If you’re manually checking a PC for malware then you could browse a folder in Explorer, look at file names, sizes, maybe open anything suspect to see what it contains. But you might be missing something…
Drives formatted using NTFS store file information in attributes. The contents of a file are stored in the $DATA attribute, and that’s what you’ll see in Explorer, and view when you open the file in an application.
The problem is that a file’s $DATA attribute can have alternate data streams which aren’t visible in Explorer, or most other file management tools. That zero-byte .tmp file could actually hold a series of executable files and a huge database without you ever realising.
This isn’t necessarily a bad thing, as alternate data streams have many legitimate uses. Internet Explorer creates a Zone.Identifier for its downloads, for instance, to record the source. If you try to open something later, Windows can check the Zone.Identifier, see it’s a web download, and warn you to take extra care.
Alternate data streams can also be used by malware to conceal information, though. StreamArmor is a free tool which scans NTFS drives, lists any alternate data streams it finds, and highlights anything unusual.
Getting started is as easy as specifying a drive and clicking “Start Scan”. You will have to be patient, though– the scanning process requires checking every single file, which can take a very long time, maybe several minutes.
Streams are displayed as they’re found, along with key details like the file name, path, creation date, stream size and (if known) stream type: EXE, archive, icon and more.
Standard streams of a known type, like IE’s Zone.Identifier, are displayed in green to show they’re safe.
Unknown streams get different colour codings to indicate that they “need analysis”, are “suspicious” or “Dangerous”. None of these are necessarily harmful, just a sign that you need to investigate further.
For example, we found a couple of “dangerous” streams which contained executable code. Seems worrying, but the file name was “update”, the path pointed to a trusted application which had just auto-updated itself, and after rebooting the file had gone. It looks like the stream usage was just an ordinary part of that application’s update process.
Look for similar indicators for streams on your own system. Large streams, maybe in temporary or system folders, or containing executable files might be suspicious; if they’re just a few byes, in a trusted application folder, perhaps only containing an icon, they’re probably safe.

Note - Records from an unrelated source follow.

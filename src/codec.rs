//! Bidirectional frame codec.
//!
//! [`OutputFramer`] turns a logical [`Frame`] into wire buffers: a header
//! plus an optionally masked (and optionally compressed) payload. Every
//! outbound application message is a single FIN frame; the library never
//! fragments outgoing messages.
//!
//! [`InputFramer`] is an incremental byte-driven state machine. Bytes go in
//! through [`receive`](InputFramer::receive) in whatever chunks the
//! transport produces; decoded frames (or typed protocol errors) come out
//! of [`next`](InputFramer::next). It enforces mask direction, reassembles
//! fragmented messages, inflates compressed messages on their final frame,
//! and applies the maximum-message-size policy against declared lengths
//! before buffering payload bytes. Any protocol error or an oversized
//! message latches the framer: everything after the fatal frame is ignored.

use std::collections::VecDeque;

use bytes::{Bytes, BytesMut};

use crate::close::CloseCode;
use crate::compression::{Deflater, Inflater};
use crate::frame::{
    self, Frame, OpCode, Violation, MAX_CONTROL_PAYLOAD,
};
use crate::mask::apply_mask;
use crate::stats::DirectionStats;
use crate::Role;

/// Longest possible frame header: 2 bytes, 8 length bytes, 4 mask bytes.
const MAX_HEADER: usize = 14;

// ================ OutputFramer ====================

/// Encodes logical frames into wire bytes for one endpoint's outbound
/// direction.
pub struct OutputFramer {
    role: Role,
    deflater: Option<Deflater>,
    /// Outbound traffic counters, sampled by the endpoint.
    pub(crate) stats: DirectionStats,
}

impl OutputFramer {
    pub fn new(role: Role) -> Self {
        Self {
            role,
            deflater: None,
            stats: DirectionStats::default(),
        }
    }

    /// Installs the negotiated compressor. Until this is called, requests
    /// to compress are ignored and payloads go out verbatim.
    pub fn enable_compression(&mut self, deflater: Deflater) {
        self.deflater = Some(deflater);
    }

    pub fn compression_available(&self) -> bool {
        self.deflater.is_some()
    }

    /// Encodes `frame` into wire buffers: the header, then the payload when
    /// non-empty. `compress` asks for per-message compression; it only
    /// applies to text and binary frames and only when a compressor was
    /// negotiated.
    pub fn encode(&mut self, frame: &Frame, compress: bool) -> std::io::Result<Vec<Bytes>> {
        let (opcode, payload, compressed) = match frame {
            Frame::Text(text) => {
                self.stats.record_text(text.len());
                self.prepare_data(OpCode::Text, text.as_bytes(), compress)?
            }
            Frame::Binary(data) => {
                self.stats.record_binary(data.len());
                self.prepare_data(OpCode::Binary, data, compress)?
            }
            Frame::Close(code, reason) => {
                self.stats.record_control();
                // Restricted codes never go on the wire.
                let code = code.filter(|c| !c.is_restricted());
                let payload = frame::encode_close_payload(code, reason);
                (OpCode::Close, BytesMut::from(&payload[..]), false)
            }
            Frame::Ping(data) => {
                self.stats.record_control();
                (OpCode::Ping, truncate_control(data), false)
            }
            Frame::Pong(data) => {
                self.stats.record_control();
                (OpCode::Pong, truncate_control(data), false)
            }
            Frame::ProtocolError(_) | Frame::MessageTooBig => {
                return Err(std::io::Error::new(
                    std::io::ErrorKind::InvalidInput,
                    "frame is not transmittable",
                ));
            }
        };

        Ok(self.write_frame(opcode, payload, compressed))
    }

    fn prepare_data(
        &mut self,
        opcode: OpCode,
        payload: &[u8],
        compress: bool,
    ) -> std::io::Result<(OpCode, BytesMut, bool)> {
        if compress {
            if let Some(deflater) = self.deflater.as_mut() {
                let compressed = deflater.deflate(payload)?;
                self.stats.record_compressed(payload.len(), compressed.len());
                return Ok((opcode, compressed, true));
            }
        }
        Ok((opcode, BytesMut::from(payload), false))
    }

    fn write_frame(&mut self, opcode: OpCode, mut payload: BytesMut, compressed: bool) -> Vec<Bytes> {
        let mask = match self.role {
            Role::Server => None,
            Role::Client => Some(fresh_mask_key()),
        };

        let mut header = BytesMut::with_capacity(MAX_HEADER);
        // Single-frame messages only: FIN is always set.
        header.extend_from_slice(&[0x80 | (compressed as u8) << 6 | u8::from(opcode)]);

        let mask_bit = if mask.is_some() { 0x80 } else { 0 };
        let len = payload.len();
        if len < 126 {
            header.extend_from_slice(&[mask_bit | len as u8]);
        } else if len < 65536 {
            header.extend_from_slice(&[mask_bit | 126]);
            header.extend_from_slice(&(len as u16).to_be_bytes());
        } else {
            header.extend_from_slice(&[mask_bit | 127]);
            header.extend_from_slice(&(len as u64).to_be_bytes());
        }

        if let Some(key) = mask {
            header.extend_from_slice(&key);
            apply_mask(&mut payload, key);
        }

        let mut buffers = vec![header.freeze()];
        if !payload.is_empty() {
            buffers.push(payload.freeze());
        }
        buffers
    }
}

If you can’t decide, right-click a stream and you’re able to have it scanned by VirusTotal, or saved as a separate file for analysis elsewhere.
You can delete a stream, too, although that’s best left as a last resort. If the stream is being used legitimately then the process involved probably won’t expect it to disappear, and removing it might cause all kinds of unexpected issues.
Overall, StreamArmor offers a convenient way to scan your PC for hidden data. There are similar tools around, but its ability to highlight “unusual” streams and do something about them (save or scan them online) makes it better than most. Take a look.
StreamArmor is a free application for Windows XP and later.